Collected data:
----------

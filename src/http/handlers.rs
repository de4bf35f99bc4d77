use super::state::AppState;
use crate::error::TranscribeError;
use crate::speech::{ChunkReceipt, ChunkUpload, DecodingConfig};
use axum::{
    extract::State,
    http::StatusCode,
    response::{IntoResponse, Json, Response},
};
use serde::{Deserialize, Serialize};
use tracing::{error, info};

// ============================================================================
// Request/Response Types
// ============================================================================

#[derive(Debug, Serialize)]
pub struct UploadChunkResponse {
    pub status: String,
    #[serde(flatten)]
    pub receipt: ChunkReceipt,
}

#[derive(Debug, Deserialize)]
#[serde(rename_all = "camelCase")]
pub struct TranscribeSessionRequest {
    pub session_id: Option<String>,
    pub config: Option<DecodingConfig>,
}

#[derive(Debug, Deserialize)]
pub struct TranscribeRequest {
    pub audio: Option<TranscribeAudio>,
    pub config: Option<DecodingConfig>,
}

#[derive(Debug, Deserialize)]
pub struct TranscribeAudio {
    pub content: Option<String>,
}

#[derive(Debug, Serialize)]
pub struct TranscriptionResponse {
    pub transcription: String,
}

#[derive(Debug, Serialize)]
pub struct PingResponse {
    pub status: String,
    pub message: String,
}

#[derive(Debug, Serialize)]
pub struct ErrorResponse {
    pub error: String,
    #[serde(skip_serializing_if = "Option::is_none")]
    pub details: Option<String>,
    #[serde(skip_serializing_if = "Option::is_none")]
    pub code: Option<i32>,
}

/// Map a pipeline failure onto its HTTP shape. Service failures keep
/// the collaborator's code and details for diagnostics; everything else
/// reports its own message as the error string.
fn error_response(err: TranscribeError) -> Response {
    let status = match &err {
        TranscribeError::InvalidRequest(_)
        | TranscribeError::IncompleteUpload { .. }
        | TranscribeError::UnsupportedEncoding { .. }
        | TranscribeError::NoTranscriptionResult => StatusCode::BAD_REQUEST,
        TranscribeError::SessionNotFound { .. } => StatusCode::NOT_FOUND,
        TranscribeError::Service { .. } => StatusCode::INTERNAL_SERVER_ERROR,
    };

    let body = match err {
        TranscribeError::Service { code, message } => ErrorResponse {
            error: "Transcription failed".to_string(),
            details: Some(message),
            code,
        },
        other => ErrorResponse {
            error: other.to_string(),
            details: None,
            code: None,
        },
    };

    (status, Json(body)).into_response()
}

// ============================================================================
// Handlers
// ============================================================================

/// POST /upload-chunk
/// Buffer one chunk of a chunked audio upload
pub async fn upload_chunk(
    State(state): State<AppState>,
    Json(upload): Json<ChunkUpload>,
) -> impl IntoResponse {
    match state.service.ingest_chunk(upload).await {
        Ok(receipt) => (
            StatusCode::OK,
            Json(UploadChunkResponse {
                status: "success".to_string(),
                receipt,
            }),
        )
            .into_response(),
        Err(e) => {
            error!("Chunk upload rejected: {}", e);
            error_response(e)
        }
    }
}

/// POST /transcribe-session
/// Reassemble a chunked session and transcribe it
pub async fn transcribe_session(
    State(state): State<AppState>,
    Json(req): Json<TranscribeSessionRequest>,
) -> impl IntoResponse {
    let (session_id, config) = match (req.session_id, req.config) {
        (Some(id), Some(config)) if !id.is_empty() => (id, config),
        _ => {
            return error_response(TranscribeError::InvalidRequest(
                "Missing sessionId or config".to_string(),
            ))
        }
    };

    info!("Received session transcription request for {}", session_id);

    match state.service.finalize_session(&session_id, &config).await {
        Ok(transcription) => {
            info!("Transcription successful for session {}", session_id);
            (StatusCode::OK, Json(TranscriptionResponse { transcription })).into_response()
        }
        Err(e) => {
            error!("Transcription failed for session {}: {}", session_id, e);
            error_response(e)
        }
    }
}

/// POST /transcribe
/// Transcribe a payload supplied in one request
pub async fn transcribe(
    State(state): State<AppState>,
    Json(req): Json<TranscribeRequest>,
) -> impl IntoResponse {
    let config = match req.config {
        Some(config) => config,
        None => {
            return error_response(TranscribeError::InvalidRequest(
                "No configuration provided".to_string(),
            ))
        }
    };
    let content = req.audio.and_then(|audio| audio.content);

    match state.service.transcribe_direct(content, &config).await {
        Ok(transcription) => {
            info!("Transcription successful");
            (StatusCode::OK, Json(TranscriptionResponse { transcription })).into_response()
        }
        Err(e) => {
            error!("Transcription failed: {}", e);
            error_response(e)
        }
    }
}

/// POST /ping
/// Connectivity probe for the mobile client
pub async fn ping() -> impl IntoResponse {
    (
        StatusCode::OK,
        Json(PingResponse {
            status: "ok".to_string(),
            message: "Server is running".to_string(),
        }),
    )
}

/// GET /health
/// Health check endpoint
pub async fn health_check() -> impl IntoResponse {
    (StatusCode::OK, "OK")
}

----------

**What to produce:** Transcribe each entry word for word.

**Expected answer:**
filename src/http/handlers.rs
repository de4bf35f99bc4d77
use super::state::AppState;
use crate::error::TranscribeError;
use crate::speech::{ChunkReceipt, ChunkUpload, DecodingConfig};
use axum::{
    extract::State,
    http::StatusCode,
    response::{IntoResponse, Json, Response},
};
use serde::{Deserialize, Serialize};
use tracing::{error, info};

// ============================================================================
// Request/Response Types
// ============================================================================

#[derive(Debug, Serialize)]
pub struct UploadChunkResponse {
    pub status: String,
    #[serde(flatten)]
    pub receipt: ChunkReceipt,
}

#[derive(Debug, Deserialize)]
#[serde(rename_all = "camelCase")]
pub struct TranscribeSessionRequest {
    pub session_id: Option<String>,
    pub config: Option<DecodingConfig>,
}

#[derive(Debug, Deserialize)]
pub struct TranscribeRequest {
    pub audio: Option<TranscribeAudio>,
    pub config: Option<DecodingConfig>,
}

#[derive(Debug, Deserialize)]
pub struct TranscribeAudio {
    pub content: Option<String>,
}

#[derive(Debug, Serialize)]
pub struct TranscriptionResponse {
    pub transcription: String,
}

#[derive(Debug, Serialize)]
pub struct PingResponse {
    pub status: String,
    pub message: String,
}

#[derive(Debug, Serialize)]
pub struct ErrorResponse {
    pub error: String,
    #[serde(skip_serializing_if = "Option::is_none")]
    pub details: Option<String>,
    #[serde(skip_serializing_if = "Option::is_none")]
    pub code: Option<i32>,
}

/// Map a pipeline failure onto its HTTP shape. Service failures keep
/// the collaborator's code and details for diagnostics; everything else
/// reports its own message as the error string.
fn error_response(err: TranscribeError) -> Response {
    let status = match &err {
        TranscribeError::InvalidRequest(_)
        | TranscribeError::IncompleteUpload { .. }
        | TranscribeError::UnsupportedEncoding { .. }
        | TranscribeError::NoTranscriptionResult => StatusCode::BAD_REQUEST,
        TranscribeError::SessionNotFound { .. } => StatusCode::NOT_FOUND,
        TranscribeError::Service { .. } => StatusCode::INTERNAL_SERVER_ERROR,
    };

    let body = match err {
        TranscribeError::Service { code, message } => ErrorResponse {
            error: "Transcription failed".to_string(),
            details: Some(message),
            code,
        },
        other => ErrorResponse {
            error: other.to_string(),
            details: None,
            code: None,
        },
    };

    (status, Json(body)).into_response()
}

// ============================================================================
// Handlers
// ============================================================================

/// POST /upload-chunk
/// Buffer one chunk of a chunked audio upload
pub async fn upload_chunk(
    State(state): State<AppState>,
    Json(upload): Json<ChunkUpload>,
) -> impl IntoResponse {
    match state.service.ingest_chunk(upload).await {
        Ok(receipt) => (
            StatusCode::OK,
            Json(UploadChunkResponse {
                status: "success".to_string(),
                receipt,
            }),
        )
            .into_response(),
        Err(e) => {
            error!("Chunk upload rejected: {}", e);
            error_response(e)
        }
    }
}

/// POST /transcribe-session
/// Reassemble a chunked session and transcribe it
pub async fn transcribe_session(
    State(state): State<AppState>,
    Json(req): Json<TranscribeSessionRequest>,
) -> impl IntoResponse {
    let (session_id, config) = match (req.session_id, req.config) {
        (Some(id), Some(config)) if !id.is_empty() => (id, config),
        _ => {
            return error_response(TranscribeError::InvalidRequest(
                "Missing sessionId or config".to_string(),
            ))
        }
    };

    info!("Received session transcription request for {}", session_id);

    match state.service.finalize_session(&session_id, &config).await {
        Ok(transcription) => {
            info!("Transcription successful for session {}", session_id);
            (StatusCode::OK, Json(TranscriptionResponse { transcription })).into_response()
        }
        Err(e) => {
            error!("Transcription failed for session {}: {}", session_id, e);
            error_response(e)
        }
    }
}

/// POST /transcribe
/// Transcribe a payload supplied in one request
pub async fn transcribe(
    State(state): State<AppState>,
    Json(req): Json<TranscribeRequest>,
) -> impl IntoResponse {
    let config = match req.config {
        Some(config) => config,
        None => {
            return error_response(TranscribeError::InvalidRequest(
                "No configuration provided".to_string(),
            ))
        }
    };
    let content = req.audio.and_then(|audio| audio.content);

    match state.service.transcribe_direct(content, &config).await {
        Ok(transcription) => {
            info!("Transcription successful");
            (StatusCode::OK, Json(TranscriptionResponse { transcription })).into_response()
        }
        Err(e) => {
            error!("Transcription failed: {}", e);
            error_response(e)
        }
    }
}

/// POST /ping
/// Connectivity probe for the mobile client
pub async fn ping() -> impl IntoResponse {
    (
        StatusCode::OK,
        Json(PingResponse {
            status: "ok".to_string(),
            message: "Server is running".to_string(),
        }),
    )
}

/// GET /health
/// Health check endpoint
pub async fn health_check() -> impl IntoResponse {
    (StatusCode::OK, "OK")
}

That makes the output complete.